Il est à noter que l’on retrouve devant les églises catholiques une synthèse de la tour des lampes et de la tour des tambours surmontée d’une croix. Par ailleurs, il existe d’autres emprunts des catholiques aux hindous, les mêmes artisans ayant travaillé à la décoration intérieure des églises. Il n’est donc pas rare d’observer des saintes ou des anges aux courbes bien marquées, voire très sensuelles, comme on en voit sur les déesses des temples hindous du sud de l’Inde.

 

Est-ce le même syncrétisme qui explique la présence devant chaque maison hindoue de Goa, même la plus modeste, du tulsi vrindavan (pour les hindous le basilic est une plante miracle qui guérit les maladies les plus courantes et dont le parfum rapproche des dieux) et devant chaque maison catholique une construction de même style plantée d’une croix ?

 

Traditionnellement, chaque famille catholique ou hindoue se retrouve, matin et soir, ou lors des fêtes pour prier. Les unes prient saint Antoine et les autres Ganesh, devant ces petits édifices religieux.

 

À l’occasion de leurs fêtes respectives, il est de coutume que catholiques et hindous, voisins ou amis, s’échangent pâtisseries ou plats faits maison, à condition toutefois que leurs régimes alimentaires soient similaires (végétariens). D’ailleurs, le végétarisme n’est pas très répandu parmi les hindous de Goa (moins de 20 % de la population). Par contre, lors des fêtes religieuses hindoues, le végétarisme est plus couramment pratiqué.

 

De nombreux temples sont dédiés à la déesse Saraswati ; d’ailleurs Goa est le berceau des Saraswati Brahmins, une « communauté » très puissante dans le sud-ouest de l’Inde. Elle incarne le Verbe qui a permis l’écriture des Védas, elle est la déesse du savoir, de l’instruction et des arts. Son véhicule est un cygne et elle est représentée jouant de la veena. Les autres dieux du panthéon hindou sont représentés également : Brahma, Vishnu, Shiva ainsi que Ganesh et la déesse Lakshmi.

 

L’histoire de Goa a développé un pré-syncrétisme religieux qui a donné naissance à un modèle exemplaire de tolérance et d’entente inter-religieuse.
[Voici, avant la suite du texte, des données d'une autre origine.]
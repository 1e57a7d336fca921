//! Batch sources: TOML batch files and the built-in exploration batch.
//!
//! A batch file is a list of `[[query]]` tables:
//!
//! ```toml
//! [[query]]
//! label = "sort_in_stock_int"
//! sql = "SELECT productName, quantityInStock FROM products ORDER BY CAST(quantityInStock AS INTEGER)"
//! head = 10
//! ```

use std::collections::HashSet;
use std::path::Path;

use serde::Deserialize;

use crate::error::{BatchError, Result};
use crate::query::QueryDescriptor;

/// An ordered, validated list of query descriptors.
#[derive(Debug, Clone, Default, PartialEq, Eq, Deserialize)]
pub struct Batch {
    #[serde(default, rename = "query")]
    queries: Vec<QueryDescriptor>,
}

impl Batch {
    /// Creates a batch from descriptors, rejecting empty or duplicate labels
    /// and empty SQL.
    pub fn new(queries: Vec<QueryDescriptor>) -> Result<Self> {
        let batch = Self { queries };
        batch.validate()?;
        Ok(batch)
    }

    /// Loads a batch from a TOML file.
    pub fn load_from_file(path: &Path) -> Result<Self> {
        let content = std::fs::read_to_string(path).map_err(|e| {
            BatchError::config(format!(
                "Failed to read batch file {}: {e}",
                path.display()
            ))
        })?;

        Self::parse_toml(&content).map_err(|e| match e {
            BatchError::Config(msg) => BatchError::config(format!("{}: {msg}", path.display())),
            other => other,
        })
    }

    /// Parses and validates a batch from a TOML string.
    pub fn parse_toml(content: &str) -> Result<Self> {
        let batch: Batch = toml::from_str(content)
            .map_err(|e| BatchError::config(format!("Invalid batch file:\n  {e}")))?;
        batch.validate()?;
        Ok(batch)
    }

    /// Returns the descriptors in execution order.
    pub fn queries(&self) -> &[QueryDescriptor] {
        &self.queries
    }

    pub fn len(&self) -> usize {
        self.queries.len()
    }

    pub fn is_empty(&self) -> bool {
        self.queries.is_empty()
    }

    fn validate(&self) -> Result<()> {
        let mut seen = HashSet::new();
        for (i, query) in self.queries.iter().enumerate() {
            if query.label().trim().is_empty() {
                return Err(BatchError::config(format!("query #{} has an empty label", i + 1)));
            }
            if query.text().trim().is_empty() {
                return Err(BatchError::config(format!(
                    "query '{}' has empty SQL",
                    query.label()
                )));
            }
            if !seen.insert(query.label()) {
                return Err(BatchError::config(format!(
                    "duplicate query label '{}'",
                    query.label()
                )));
            }
        }
        Ok(())
    }

    /// The product and order exploration batch over the `products` and
    /// `orders` tables.
    ///
    /// `sort_in_stock` and `sort_in_stock_10` order a text column without a
    /// cast and therefore sort lexicographically; the `_int` variants show the
    /// numeric order.
    pub fn builtin() -> Self {
        let queries = vec![
            QueryDescriptor::new("order_by_name", "SELECT * FROM products ORDER BY productName;"),
            QueryDescriptor::new(
                "order_by_name_asc",
                "SELECT * FROM products ORDER BY productName ASC;",
            ),
            QueryDescriptor::new(
                "order_by_name_desc",
                "SELECT * FROM products ORDER BY productName DESC;",
            ),
            QueryDescriptor::new(
                "sort_str_length",
                "SELECT productName, length(productDescription) AS description_length \
                 FROM products ORDER BY description_length;",
            ),
            QueryDescriptor::new(
                "sort_str_length_2",
                "SELECT productName FROM products ORDER BY length(productDescription);",
            ),
            QueryDescriptor::new(
                "sort_multiple_columns",
                "SELECT productVendor, productName, MSRP FROM products \
                 ORDER BY productVendor, productName;",
            ),
            QueryDescriptor::new(
                "sort_multiple_columns_weird",
                "SELECT productVendor, productName, MSRP FROM products \
                 ORDER BY productName, productVendor;",
            ),
            QueryDescriptor::new(
                "unique_values",
                "SELECT COUNT(DISTINCT productVendor) AS num_product_vendors, \
                 COUNT(DISTINCT productName) AS num_product_names FROM products;",
            ),
            QueryDescriptor::new(
                "sort_in_stock",
                "SELECT productName, quantityInStock FROM products ORDER BY quantityInStock;",
            ),
            QueryDescriptor::new(
                "sort_in_stock_10",
                "SELECT productName, quantityInStock FROM products ORDER BY quantityInStock;",
            )
            .with_head(10),
            QueryDescriptor::new(
                "sort_in_stock_int",
                "SELECT productName, quantityInStock FROM products \
                 ORDER BY CAST(quantityInStock AS INTEGER);",
            )
            .with_head(10),
            QueryDescriptor::new(
                "sort_in_stock_int_all",
                "SELECT productName, quantityInStock FROM products \
                 ORDER BY CAST(quantityInStock AS INTEGER);",
            ),
            QueryDescriptor::new("limit_order_5", "SELECT * FROM orders LIMIT 5;"),
            QueryDescriptor::new(
                "longest_comments",
                "SELECT * FROM orders ORDER BY length(comments) DESC LIMIT 10;",
            ),
            QueryDescriptor::new(
                "longest_comments_cancelled",
                "SELECT * FROM orders WHERE status = 'Cancelled' \
                 ORDER BY length(comments) DESC LIMIT 10;",
            ),
            QueryDescriptor::new(
                "longest_cancelled_resolved",
                "SELECT * FROM orders WHERE status IN ('Cancelled', 'Resolved') \
                 ORDER BY length(comments) DESC LIMIT 10;",
            ),
            QueryDescriptor::new(
                "newest_order_date",
                "SELECT * FROM orders WHERE shippedDate = '' AND status != 'Cancelled' \
                 ORDER BY orderDate DESC LIMIT 10;",
            ),
            QueryDescriptor::new(
                "longest_to_fulfill",
                "SELECT *, julianday(shippedDate) - julianday(orderDate) AS days_to_fulfill \
                 FROM orders WHERE shippedDate != '' ORDER BY days_to_fulfill DESC LIMIT 1;",
            ),
        ];

        Self { queries }
    }
}
//! query-batch - run batches of read-only SQL queries against a SQLite file.
//!
//! This library exposes the core modules for the `qbatch` binary and for
//! integration tests.

pub mod batch;
pub mod cli;
pub mod config;
pub mod db;
pub mod error;
pub mod logging;
pub mod output;
pub mod query;
pub mod safety;
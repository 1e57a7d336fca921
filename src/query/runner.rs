//! Sequential batch execution with a configurable failure policy.
//!
//! The runner owns the database handle for the whole batch, executes each
//! descriptor to completion before starting the next, and hands every outcome
//! to a sink as soon as it exists. It keeps no results itself.

use std::fmt;
use std::str::FromStr;

use serde::{Deserialize, Serialize};
use tracing::{debug, error, info, warn};

use crate::db::{DatabaseClient, ResultTable};
use crate::error::{BatchError, QueryExecutionError, QueryFailureKind, Result};
use crate::safety::SqlClassifier;

use super::QueryDescriptor;

/// What to do when a query in the batch fails.
#[derive(Debug, Clone, Copy, Default, PartialEq, Eq, Serialize, Deserialize)]
#[serde(rename_all = "lowercase")]
pub enum OnError {
    /// Stop at the first failure and return it.
    #[default]
    Abort,
    /// Record the failure and run the remaining queries.
    Continue,
}

impl FromStr for OnError {
    type Err = String;

    fn from_str(s: &str) -> std::result::Result<Self, Self::Err> {
        match s.to_lowercase().as_str() {
            "abort" => Ok(Self::Abort),
            "continue" => Ok(Self::Continue),
            _ => Err(format!("Invalid on-error policy: {s}. Expected: abort or continue")),
        }
    }
}

impl fmt::Display for OnError {
    fn fmt(&self, f: &mut fmt::Formatter<'_>) -> fmt::Result {
        match self {
            Self::Abort => write!(f, "abort"),
            Self::Continue => write!(f, "continue"),
        }
    }
}

/// The outcome of one descriptor in the batch.
#[derive(Debug, Clone, PartialEq)]
pub struct QueryOutcome {
    /// Zero-based position in the batch.
    pub index: usize,
    pub label: String,
    pub result: std::result::Result<ResultTable, QueryExecutionError>,
}

impl QueryOutcome {
    /// Returns the table if the query succeeded.
    pub fn table(&self) -> Option<&ResultTable> {
        self.result.as_ref().ok()
    }

    /// Returns the failure if the query failed.
    pub fn error(&self) -> Option<&QueryExecutionError> {
        self.result.as_ref().err()
    }
}

/// Consumer of query outcomes, in batch order.
pub trait OutcomeSink {
    /// Receives the next outcome. An error here stops the batch.
    fn accept(&mut self, outcome: QueryOutcome) -> Result<()>;
}

/// Collects outcomes in order.
impl OutcomeSink for Vec<QueryOutcome> {
    fn accept(&mut self, outcome: QueryOutcome) -> Result<()> {
        self.push(outcome);
        Ok(())
    }
}

/// Which labels succeeded and which failed, in batch order.
#[derive(Debug, Clone, Default, PartialEq, Eq, Serialize)]
pub struct BatchSummary {
    pub succeeded: Vec<String>,
    pub failed: Vec<QueryExecutionError>,
}

impl BatchSummary {
    /// Returns true if no query failed.
    pub fn is_success(&self) -> bool {
        self.failed.is_empty()
    }

    /// Returns the number of queries that ran to an outcome.
    pub fn total(&self) -> usize {
        self.succeeded.len() + self.failed.len()
    }
}

/// Executes a batch of query descriptors against one database handle.
pub struct QueryRunner {
    client: Box<dyn DatabaseClient>,
    on_error: OnError,
    classifier: SqlClassifier,
}

impl QueryRunner {
    /// Creates a runner that takes exclusive ownership of `client`.
    pub fn new(client: Box<dyn DatabaseClient>, on_error: OnError) -> Self {
        Self {
            client,
            on_error,
            classifier: SqlClassifier::new(),
        }
    }

    /// Runs every descriptor in order, handing each outcome to `sink`.
    ///
    /// The handle is closed before this returns, whether the batch completed
    /// or stopped early. Under [`OnError::Abort`] the first failure is
    /// returned as [`BatchError::Query`]; outcomes already handed to the sink
    /// stay there and nothing is produced for the failing or later
    /// descriptors.
    pub async fn run<S>(self, queries: &[QueryDescriptor], sink: &mut S) -> Result<BatchSummary>
    where
        S: OutcomeSink + ?Sized,
    {
        info!(
            "Running batch of {} queries (on error: {})",
            queries.len(),
            self.on_error
        );

        let result = self.run_queries(queries, sink).await;

        if let Err(e) = self.client.close().await {
            warn!("Failed to close database: {e}");
        }

        if let Ok(summary) = &result {
            info!(
                "Batch finished: {} succeeded, {} failed",
                summary.succeeded.len(),
                summary.failed.len()
            );
        }
        result
    }

    async fn run_queries<S>(
        &self,
        queries: &[QueryDescriptor],
        sink: &mut S,
    ) -> Result<BatchSummary>
    where
        S: OutcomeSink + ?Sized,
    {
        let mut summary = BatchSummary::default();

        for (index, query) in queries.iter().enumerate() {
            debug!("[{}/{}] {}", index + 1, queries.len(), query.label());

            let result = self.execute(index, query).await;

            match &result {
                Ok(_) => summary.succeeded.push(query.label().to_string()),
                Err(e) => match self.on_error {
                    OnError::Abort => {
                        error!("{e}");
                        return Err(BatchError::Query(e.clone()));
                    }
                    OnError::Continue => {
                        warn!("{e}");
                        summary.failed.push(e.clone());
                    }
                },
            }

            sink.accept(QueryOutcome {
                index,
                label: query.label().to_string(),
                result,
            })?;
        }

        Ok(summary)
    }

    /// Executes one descriptor and attributes any failure to it.
    async fn execute(
        &self,
        index: usize,
        query: &QueryDescriptor,
    ) -> std::result::Result<ResultTable, QueryExecutionError> {
        let classification = self.classifier.classify(query.text());
        if classification.is_rejected() {
            return Err(QueryExecutionError {
                index,
                label: query.label().to_string(),
                kind: QueryFailureKind::ReadOnly,
                message: format!(
                    "{} statements are not allowed in a read-only batch",
                    classification.statement_type
                ),
            });
        }
        if classification.is_multi_statement() {
            return Err(QueryExecutionError {
                index,
                label: query.label().to_string(),
                kind: QueryFailureKind::MultipleStatements,
                message: "each query must be a single statement".to_string(),
            });
        }

        let mut table = match self.client.execute_query(query.text()).await {
            Ok(table) => table,
            Err(BatchError::Query(e)) => return Err(e.attributed(index, query.label())),
            Err(other) => {
                return Err(QueryExecutionError {
                    index,
                    label: query.label().to_string(),
                    kind: QueryFailureKind::Execution,
                    message: other.to_string(),
                })
            }
        };

        if let Some(head) = query.head() {
            let total = table.rows.len();
            if total > head {
                table.rows.truncate(head);
                table.truncated_from = Some(total);
            }
        }

        debug!(
            "{}: {} rows in {:?}",
            query.label(),
            table.row_count(),
            table.execution_time
        );
        Ok(table)
    }
}
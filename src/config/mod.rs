//! Application configuration module
//!
//! This module provides type-safe configuration loading from environment variables
//! using the `config` and `dotenvy` crates. Configuration is loaded with the
//! `NOSTALGIA_FRIEND` prefix and nested values use double underscores as separators.
//!
//! # Example
//!
//! ```no_run
//! use nostalgia_friend::config::AppConfig;
//!
//! let config = AppConfig::load().expect("Failed to load configuration");
//! config.validate().expect("Invalid configuration");
//!
//! println!("Replying with {}", config.inference.reply_model);
//! ```

mod conversation;
mod emotion_log;
mod error;
mod inference;

pub use conversation::ConversationConfig;
pub use emotion_log::EmotionLogConfig;
pub use error::{ConfigError, ValidationError};
pub use inference::InferenceConfig;

use serde::Deserialize;

/// Root application configuration
///
/// Load using [`AppConfig::load()`] which reads from environment variables.
#[derive(Debug, Clone, Deserialize)]
pub struct AppConfig {
    /// Remote inference (token, models, timeout)
    pub inference: InferenceConfig,

    /// Conversation behaviour
    #[serde(default)]
    pub conversation: ConversationConfig,

    /// Emotion log destination
    #[serde(default)]
    pub emotion_log: EmotionLogConfig,
}

impl AppConfig {
    /// Load configuration from environment variables
    ///
    /// This function:
    /// 1. Loads `.env` file if present (for development)
    /// 2. Reads environment variables with `NOSTALGIA_FRIEND` prefix
    /// 3. Uses `__` (double underscore) to separate nested values
    /// 4. Deserializes into typed configuration structs
    ///
    /// # Environment Variable Format
    ///
    /// - `NOSTALGIA_FRIEND__INFERENCE__API_TOKEN=hf_...` -> `inference.api_token = hf_...`
    /// - `NOSTALGIA_FRIEND__CONVERSATION__REPLY_LINES=join_lines` -> `conversation.reply_lines`
    ///
    /// # Errors
    ///
    /// Returns `ConfigError` if:
    /// - Required environment variables are missing
    /// - Values cannot be parsed into expected types
    pub fn load() -> Result<Self, ConfigError> {
        // Load .env file if present (development)
        dotenvy::dotenv().ok();

        let config = config::Config::builder()
            .add_source(
                config::Environment::default()
                    .prefix("NOSTALGIA_FRIEND")
                    .separator("__"),
            )
            .build()?
            .try_deserialize()?;

        Ok(config)
    }

    /// Validate all configuration values
    ///
    /// # Errors
    ///
    /// Returns `ValidationError` if any configuration value is invalid.
    pub fn validate(&self) -> Result<(), ValidationError> {
        self.inference.validate()?;
        Ok(())
    }
}
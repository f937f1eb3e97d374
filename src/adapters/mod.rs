//! Adapters - Implementations of port interfaces.
//!
//! Adapters connect the conversation engine to external systems:
//! - `inference` - Hugging Face classifier and reply generator, plus mocks
//! - `emotion_log` - File and in-memory emotion logs
//! - `display` - Console and recording display surfaces

pub mod display;
pub mod emotion_log;
pub mod inference;

pub use display::{ConsoleDisplay, RecordingDisplay};
pub use emotion_log::{FileEmotionLog, InMemoryEmotionLog};
pub use inference::{
    HuggingFaceClient, HuggingFaceConfig, HuggingFaceEmotionClassifier,
    HuggingFaceReplyGenerator, LoggingClassifier, MockEmotionClassifier, MockReplyGenerator,
};
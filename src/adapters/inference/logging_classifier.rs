//! Logging Classifier - Wrapper that records every successful classification.
//!
//! Decorates any `EmotionClassifier` so that each successful result is
//! written to the emotion log exactly once. Failures pass through untouched
//! and are never logged.
//!
//! The write runs on a detached task once the inner call has resolved, so
//! dropping the `classify` future (for example on timeout) either happens
//! before any write starts or after the result is already returned. Log
//! write failures are traced and swallowed. Must be called from within a
//! Tokio runtime.
//!
//! # Example
//!
//! ```ignore
//! let classifier = LoggingClassifier::new(
//!     HuggingFaceEmotionClassifier::new(config)?,
//!     Arc::new(FileEmotionLog::new("EmotionLog.txt")),
//! );
//! ```

use async_trait::async_trait;
use std::sync::Arc;

use crate::domain::foundation::Timestamp;
use crate::ports::{
    ClassificationResult, ClassifyError, EmotionClassifier, EmotionLog, EmotionLogEntry,
};

/// Classifier wrapper that persists detected emotions.
pub struct LoggingClassifier<C> {
    inner: C,
    log: Arc<dyn EmotionLog>,
}

impl<C: EmotionClassifier> LoggingClassifier<C> {
    pub fn new(inner: C, log: Arc<dyn EmotionLog>) -> Self {
        Self { inner, log }
    }
}

#[async_trait]
impl<C: EmotionClassifier> EmotionClassifier for LoggingClassifier<C> {
    async fn classify(&self, text: &str) -> Result<ClassificationResult, ClassifyError> {
        let result = self.inner.classify(text).await?;

        let entry = EmotionLogEntry::new(Timestamp::now(), result.label.clone());
        let log = Arc::clone(&self.log);
        tokio::spawn(async move {
            let label = entry.label.clone();
            if let Err(e) = log.record(entry).await {
                tracing::warn!(label = %label, error = %e, "failed to record emotion");
            }
        });

        Ok(result)
    }
}

#[cfg(test)]
mod tests {
    use super::*;
    use std::time::Duration;

    use crate::adapters::emotion_log::InMemoryEmotionLog;
    use crate::adapters::inference::MockEmotionClassifier;
    use crate::ports::{EmotionLogError, InferenceError};

    struct BrokenLog;

    /// Polls until `log` holds `count` entries or a second has passed.
    async fn wait_for_entries(log: &InMemoryEmotionLog, count: usize) -> Vec<EmotionLogEntry> {
        for _ in 0..100 {
            let entries = log.entries();
            if entries.len() >= count {
                return entries;
            }
            tokio::time::sleep(Duration::from_millis(10)).await;
        }
        log.entries()
    }

    /// Gives any detached write a chance to land.
    async fn settle() {
        tokio::time::sleep(Duration::from_millis(30)).await;
    }

    #[async_trait]
    impl EmotionLog for BrokenLog {
        async fn record(&self, _entry: EmotionLogEntry) -> Result<(), EmotionLogError> {
            Err(EmotionLogError::IoError("disk full".to_string()))
        }
    }

    #[tokio::test]
    async fn success_is_logged_once() {
        let log = Arc::new(InMemoryEmotionLog::new());
        let classifier = LoggingClassifier::new(
            MockEmotionClassifier::new().with_label("nostalgia", 0.8),
            log.clone(),
        );

        let result = classifier.classify("remember mix cds?").await.unwrap();

        assert_eq!(result.label, "nostalgia");
        let entries = wait_for_entries(&log, 1).await;
        settle().await;
        assert_eq!(log.entries().len(), 1);
        assert_eq!(entries[0].label, "nostalgia");
    }

    #[tokio::test]
    async fn failure_is_not_logged() {
        let log = Arc::new(InMemoryEmotionLog::new());
        let classifier = LoggingClassifier::new(
            MockEmotionClassifier::new().with_error(InferenceError::status(500, "boom")),
            log.clone(),
        );

        let result = classifier.classify("hello").await;

        assert!(result.is_err());
        settle().await;
        assert!(log.entries().is_empty());
    }

    #[tokio::test]
    async fn empty_input_is_not_logged() {
        let log = Arc::new(InMemoryEmotionLog::new());
        let classifier = LoggingClassifier::new(MockEmotionClassifier::new(), log.clone());

        assert_eq!(classifier.classify("").await, Err(ClassifyError::EmptyInput));
        settle().await;
        assert!(log.entries().is_empty());
    }

    #[tokio::test]
    async fn abandoned_call_is_not_logged() {
        let log = Arc::new(InMemoryEmotionLog::new());
        let classifier = LoggingClassifier::new(
            MockEmotionClassifier::new()
                .with_label("joy", 0.9)
                .with_delay(Duration::from_millis(200)),
            log.clone(),
        );

        let outcome =
            tokio::time::timeout(Duration::from_millis(20), classifier.classify("hi")).await;
        assert!(outcome.is_err());

        tokio::time::sleep(Duration::from_millis(300)).await;
        assert!(log.entries().is_empty());
    }

    #[tokio::test]
    async fn log_failure_keeps_the_result() {
        let classifier = LoggingClassifier::new(
            MockEmotionClassifier::new().with_label("joy", 0.6),
            Arc::new(BrokenLog),
        );

        let result = classifier.classify("yay").await.unwrap();
        assert_eq!(result.label, "joy");
    }
}
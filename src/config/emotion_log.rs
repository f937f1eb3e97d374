//! Emotion log configuration

use serde::Deserialize;
use std::path::PathBuf;

/// Where detected emotions are recorded
#[derive(Debug, Clone, Deserialize)]
pub struct EmotionLogConfig {
    /// Record emotions at all
    #[serde(default = "default_enabled")]
    pub enabled: bool,

    /// Append-only log file
    #[serde(default = "default_path")]
    pub path: PathBuf,
}

impl Default for EmotionLogConfig {
    fn default() -> Self {
        Self {
            enabled: default_enabled(),
            path: default_path(),
        }
    }
}

fn default_enabled() -> bool {
    true
}

fn default_path() -> PathBuf {
    PathBuf::from("EmotionLog.txt")
}
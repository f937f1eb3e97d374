//! Ports - Interfaces for external dependencies.
//!
//! Following hexagonal architecture, ports define the contracts between
//! the conversation engine and the outside world. Adapters implement them.
//!
//! ## Inference Ports
//!
//! - `EmotionClassifier` - Text in, dominant emotion label out
//! - `ReplyGenerator` - Prompt in, generated continuation out
//!
//! ## Collaborator Ports
//!
//! - `EmotionLog` - Append-only record of detected emotions
//! - `DisplaySurface` - Speaker/text updates and the input-enabled flag

mod display_surface;
mod emotion_classifier;
mod emotion_log;
mod inference_error;
mod reply_generator;

pub use display_surface::{DisplaySurface, DisplayUpdate, SpeakerLabel};
pub use emotion_classifier::{ClassificationResult, EmotionClassifier, LabelScore};
pub use emotion_log::{EmotionLog, EmotionLogEntry, EmotionLogError};
pub use inference_error::{ClassifyError, GenerateError, InferenceError};
pub use reply_generator::{GeneratedCandidate, GenerationResult, ReplyGenerator};
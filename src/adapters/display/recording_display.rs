//! Recording Display Adapter
//!
//! Captures every display update and input toggle in memory so tests can
//! assert on exactly what the player would have seen.

use std::sync::{Arc, Mutex, MutexGuard, PoisonError};

use crate::ports::{DisplaySurface, DisplayUpdate};

#[derive(Debug, Default)]
struct Recorded {
    updates: Vec<DisplayUpdate>,
    input_toggles: Vec<bool>,
}

/// In-memory display surface. Clones share the same recording.
#[derive(Debug, Clone, Default)]
pub struct RecordingDisplay {
    recorded: Arc<Mutex<Recorded>>,
}

impl RecordingDisplay {
    pub fn new() -> Self {
        Self::default()
    }

    fn recorded(&self) -> MutexGuard<'_, Recorded> {
        self.recorded.lock().unwrap_or_else(PoisonError::into_inner)
    }

    /// Every update shown so far, oldest first.
    pub fn updates(&self) -> Vec<DisplayUpdate> {
        self.recorded().updates.clone()
    }

    /// Updates rendered as `"Speaker: text"` lines.
    pub fn lines(&self) -> Vec<String> {
        self.recorded()
            .updates
            .iter()
            .map(ToString::to_string)
            .collect()
    }

    /// The most recent update, if any.
    pub fn last(&self) -> Option<DisplayUpdate> {
        self.recorded().updates.last().cloned()
    }

    /// Every `set_input_enabled` call, oldest first.
    pub fn input_toggles(&self) -> Vec<bool> {
        self.recorded().input_toggles.clone()
    }

    /// Current input flag. Input starts enabled.
    pub fn input_enabled(&self) -> bool {
        self.recorded().input_toggles.last().copied().unwrap_or(true)
    }
}

impl DisplaySurface for RecordingDisplay {
    fn show(&self, update: DisplayUpdate) {
        self.recorded().updates.push(update);
    }

    fn set_input_enabled(&self, enabled: bool) {
        self.recorded().input_toggles.push(enabled);
    }
}
//! Strongly-typed identifier value objects.

use serde::{Deserialize, Serialize};
use std::fmt;
use std::str::FromStr;
use uuid::Uuid;

/// Correlates the tasks and log lines of one accepted submission.
#[derive(Debug, Clone, Copy, PartialEq, Eq, Hash, Serialize, Deserialize)]
#[serde(transparent)]
pub struct SubmissionId(Uuid);

impl SubmissionId {
    /// Creates a new random SubmissionId.
    pub fn new() -> Self {
        Self(Uuid::new_v4())
    }

    /// Creates a SubmissionId from an existing UUID.
    pub fn from_uuid(uuid: Uuid) -> Self {
        Self(uuid)
    }

    /// Returns the inner UUID.
    pub fn as_uuid(&self) -> &Uuid {
        &self.0
    }
}

impl Default for SubmissionId {
    fn default() -> Self {
        Self::new()
    }
}

impl fmt::Display for SubmissionId {
    fn fmt(&self, f: &mut fmt::Formatter<'_>) -> fmt::Result {
        write!(f, "{}", self.0)
    }
}

impl FromStr for SubmissionId {
    type Err = uuid::Error;

    fn from_str(s: &str) -> Result<Self, Self::Err> {
        Ok(Self(Uuid::parse_str(s)?))
    }
}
En effet, il n’est pas rare, dans les rues de Panjim ou Margao, de croiser des groupes bigarrés d’amis musulmans, jaïns, sikhs, hindous et chrétiens mêlés, que l’on peut parfois – mais pas toujours – différencier par leur costume ou un discret signe distinctif (pendentif ou autre).

 

C’est à se demander si l’appartenance à ce merveilleux territoire qu’est Goa, à sa langue, sa culture, son patrimoine architectural, sa cuisine, qui sont autant de traits « nationaux », ne sont pas des marqueurs d’identité plus forts ou plus importants que l’appartenance religieuse.

 

La démocratie et la liberté, apportée par l’Inde en 1961 à ce territoire alors figé dans sa gangue coloniale, a également permis un rééquilibrage du pouvoir qui était principalement aux mains des hautes castes catholiques. Depuis 1961, les activités économiques telles que les mines et les services, notamment l’hôtellerie haut de gamme, ont majoritairement été créés par les hautes castes hindoues.

 

Celles-ci adorent fondamentalement Ganesh et Lakshmi, dieu et déesse du succès et de la richesse économique. On peut se demander si la prospérité de Goa (l’État le plus riche de l’Inde par habitant !) n’est pas, entre autres facteurs, liée à la tolérance religieuse et la bonne entente qui règne entre adorateurs de Jésus, de Saraswati, de Guru Nanak et d’Allah.